En zij kneep veelbeteekenden hare lippen op elkander.
"Maar ik weet niets!" antwoordde ik lachend. "'t Is voor 't eerst van mijn leven, dat ik iets van juffrouw Céline hoor."
"Werkelijk? Nu, als u dan maar weet, dat zoo iemand verdiend heeft, iets naders van het kind te weten, ik het ben. Geen moeder kan meer zorg dragen voor hare dochter dan ik voor haar. Daar komt ze aan met haar stukken."

[388:]

Bedeesd en schuchter, als stond zij voor een rechter, kwam Céline voor mij staan, en gaf mij hare papieren over.
Het waren diploma's en zeer vleiende getuigschrijften van verscheidene dames der stad, waarin zij het laatst had gewoond, en bij wien zij reeds lang had les gegeven.
Ik zag ze even door, maakte haar mijn compliment over al het moois dat men reeds van haar had kunnen zeggen, en betreurde het zeer dat ik niet zelf beslissen kon.

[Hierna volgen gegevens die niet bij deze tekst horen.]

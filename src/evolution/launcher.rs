use tracing::{debug, info};

use super::{algorithm::GeneticAlgorithm, challenge::Challenge, options::LogLevel};
use crate::{
    crossover::CrossoverOperator,
    error::{GeneticError, OptionExt, Result},
    individual::Individual,
    population::Population,
    rng::RandomNumberGenerator,
    selection::SelectionStrategy,
};

/// Represents the result of an evolution run.
#[cfg_attr(feature = "serde", derive(serde::Serialize, serde::Deserialize))]
#[derive(Debug, Clone, PartialEq)]
pub struct EvolutionResult {
    /// The fittest individual of the last evaluated generation.
    pub fittest: Individual,
    /// The generation counter when the run stopped. The initial population is generation 1.
    pub generations: usize,
    /// Best fitness of every evaluated generation, in order. Has `generations` entries.
    pub best_fitness_history: Vec<f64>,
}

impl EvolutionResult {
    /// Best fitness seen so far after each generation.
    pub fn running_best(&self) -> Vec<f64> {
        self.best_fitness_history
            .iter()
            .scan(f64::NEG_INFINITY, |best, &fitness| {
                *best = best.max(fitness);
                Some(*best)
            })
            .collect()
    }
}

/// Drives a genetic algorithm against a challenge until its termination rule holds.
#[derive(Debug, Clone)]
pub struct EvolutionLauncher<S, X, C>
where
    S: SelectionStrategy,
    X: CrossoverOperator,
    C: Challenge,
{
    algorithm: GeneticAlgorithm<S, X>,
    challenge: C,
}

impl<S, X, C> EvolutionLauncher<S, X, C>
where
    S: SelectionStrategy,
    X: CrossoverOperator,
    C: Challenge,
{
    /// Creates a new `EvolutionLauncher` from the operators and the challenge to solve.
    pub fn new(algorithm: GeneticAlgorithm<S, X>, challenge: C) -> Self {
        Self {
            algorithm,
            challenge,
        }
    }

    pub fn algorithm(&self) -> &GeneticAlgorithm<S, X> {
        &self.algorithm
    }

    pub fn challenge(&self) -> &C {
        &self.challenge
    }

    /// Evolves a random population of `genome_length` genes.
    ///
    /// The loop is evaluate, check termination, crossover, mutate, evaluate, and so on.
    /// The initial population is generation 1.
    ///
    /// # Errors
    ///
    /// Any operator failure aborts the run with a `GeneticError::Evolution` naming the
    /// generation it happened in. A single bad generation is never patched up.
    pub fn evolve(
        &self,
        genome_length: usize,
        rng: &mut RandomNumberGenerator,
    ) -> Result<EvolutionResult> {
        let mut population = self.algorithm.init_population(genome_length, rng);
        self.algorithm
            .eval_population(&mut population, &self.challenge)
            .map_err(|e| abort(1, e))?;

        let mut generation = 1;
        let mut best_fitness_history = Vec::new();

        loop {
            let fittest = population
                .ranked()
                .first()
                .cloned()
                .ok_or_else_genetic(|| abort(generation, GeneticError::EmptyPopulation))?;
            best_fitness_history.push(fittest.fitness());

            if self
                .algorithm
                .is_termination_condition_met(&population, generation)
            {
                debug!(generation, best_fitness = fittest.fitness(), "termination condition met");
                return Ok(EvolutionResult {
                    fittest,
                    generations: generation,
                    best_fitness_history,
                });
            }

            self.report(generation, &fittest);
            population = self
                .step(population, rng)
                .map_err(|e| abort(generation, e))?;
            generation += 1;
        }
    }

    /// Runs crossover, mutation and evaluation once.
    fn step(
        &self,
        mut population: Population,
        rng: &mut RandomNumberGenerator,
    ) -> Result<Population> {
        let offspring = self.algorithm.crossover_population(&mut population, rng)?;
        let mut next = self.algorithm.mutate_population(offspring, rng)?;
        self.algorithm.eval_population(&mut next, &self.challenge)?;
        Ok(next)
    }

    fn report(&self, generation: usize, fittest: &Individual) {
        match self.algorithm.options().get_log_level() {
            LogLevel::Minimal => info!(generation, best_fitness = fittest.fitness(), "generation"),
            LogLevel::Verbose => info!(
                generation,
                best_fitness = fittest.fitness(),
                genome = %fittest,
                "generation"
            ),
            LogLevel::None => {}
        }
    }
}

fn abort(generation: usize, error: GeneticError) -> GeneticError {
    GeneticError::Evolution(format!("generation {} aborted: {}", generation, error))
}

#[cfg(test)]
mod tests {
    use super::*;
    use crate::{
        all_ones::AllOnesChallenge,
        crossover::UniformCrossover,
        evolution::{EvolutionOptions, Termination},
        selection::RouletteWheelSelection,
    };

    type AllOnesLauncher =
        EvolutionLauncher<RouletteWheelSelection, UniformCrossover, AllOnesChallenge>;

    fn launcher(termination: Termination) -> AllOnesLauncher {
        let options = EvolutionOptions::builder()
            .population_size(20)
            .mutation_rate(0.01)
            .crossover_rate(0.95)
            .elitism_count(1)
            .termination(termination)
            .log_level(LogLevel::Verbose)
            .build()
            .unwrap();
        let algorithm =
            GeneticAlgorithm::new(options, RouletteWheelSelection::new(), UniformCrossover::new())
                .unwrap();
        EvolutionLauncher::new(algorithm, AllOnesChallenge)
    }

    #[test]
    fn test_generation_cap() {
        let mut rng = RandomNumberGenerator::from_seed(42);
        let result = launcher(Termination::max_generations(15))
            .evolve(20, &mut rng)
            .unwrap();

        assert_eq!(result.generations, 16);
        assert_eq!(result.best_fitness_history.len(), 16);
        assert_eq!(result.fittest.genome_len(), 20);
    }

    #[test]
    fn test_target_reached_in_initial_population() {
        let mut rng = RandomNumberGenerator::from_seed(1);
        // Any individual scores at least 0.0, so the initial population already qualifies.
        let result = launcher(Termination::target_fitness(0.0))
            .evolve(8, &mut rng)
            .unwrap();

        assert_eq!(result.generations, 1);
        assert_eq!(result.best_fitness_history.len(), 1);
    }

    #[test]
    fn test_elitism_keeps_best_from_regressing() {
        let mut rng = RandomNumberGenerator::from_seed(9);
        let result = launcher(Termination::max_generations(50))
            .evolve(30, &mut rng)
            .unwrap();

        for pair in result.best_fitness_history.windows(2) {
            assert!(pair[1] >= pair[0]);
        }
        assert_eq!(result.running_best(), result.best_fitness_history);
    }

    #[test]
    fn test_failure_aborts_with_generation() {
        let mut rng = RandomNumberGenerator::from_seed(1);
        // Empty genomes cannot be scored by the bit-counting challenge.
        let result = launcher(Termination::max_generations(3)).evolve(0, &mut rng);

        match result {
            Err(GeneticError::Evolution(msg)) => assert!(msg.contains("generation 1")),
            other => panic!("Expected Evolution error, got {:?}", other),
        }
    }

    #[test]
    fn test_running_best() {
        let result = EvolutionResult {
            fittest: Individual::from_genome(vec![1]),
            generations: 4,
            best_fitness_history: vec![0.2, 0.5, 0.4, 0.6],
        };

        assert_eq!(result.running_best(), vec![0.2, 0.5, 0.5, 0.6]);
    }
}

Daarop nam ik afscheid van de familie Boonendekker.
Dien avond schreef ik aan Hermine:
"Beste Zus!"
"Ik heb een gouvernante gevonden; een meisje wier tegenwoordigheid ge bij U aan huis nauwelijks zult merken. Met een weinig goeden wil van beide kanten zal zij voor U een derde dochter, voor Fan en Nette een oudere zuster worden; volgens hare stukken is zij zeer knap, maar er ligt iets onder hare manieren,dat onophoudelijk vergeving vraagt voor de vrijheid die ze zich veroorloofd heeft om ook plaats te nemen onder de bewoners der wereld.
"Uit het bovenstaande zult ge wel reeds vermoed hebben dat zij niet beantwoordt aan een deel van uw programma; zij is wanhopend jong. Wat het andere betreft, ik hoop dat ge genoeg vertrouwen zult stellen in mijn smaak, als ik U openhartig verklaar dat zij op dit punt volstrekt onschadelijk is.
"Haar gelaat houdt het midden tusschen een marmotten-en menschentronie, haar taille zou ik het best kunnen vergelijken met een djankrik of walang..." [Sprinkhaan of krekel]
Spoediger dan ik verwacht had kreeg ik antwoord terug:
"Als ge geen ander kunt krijgen, breng dan het meisje maar meê. Dolf wil reeds deze maand de plaats van Muyzer innemen. Ik ben al naar zijn toekomstig huisje geweest om het voor hem in te richten en te meubileeren."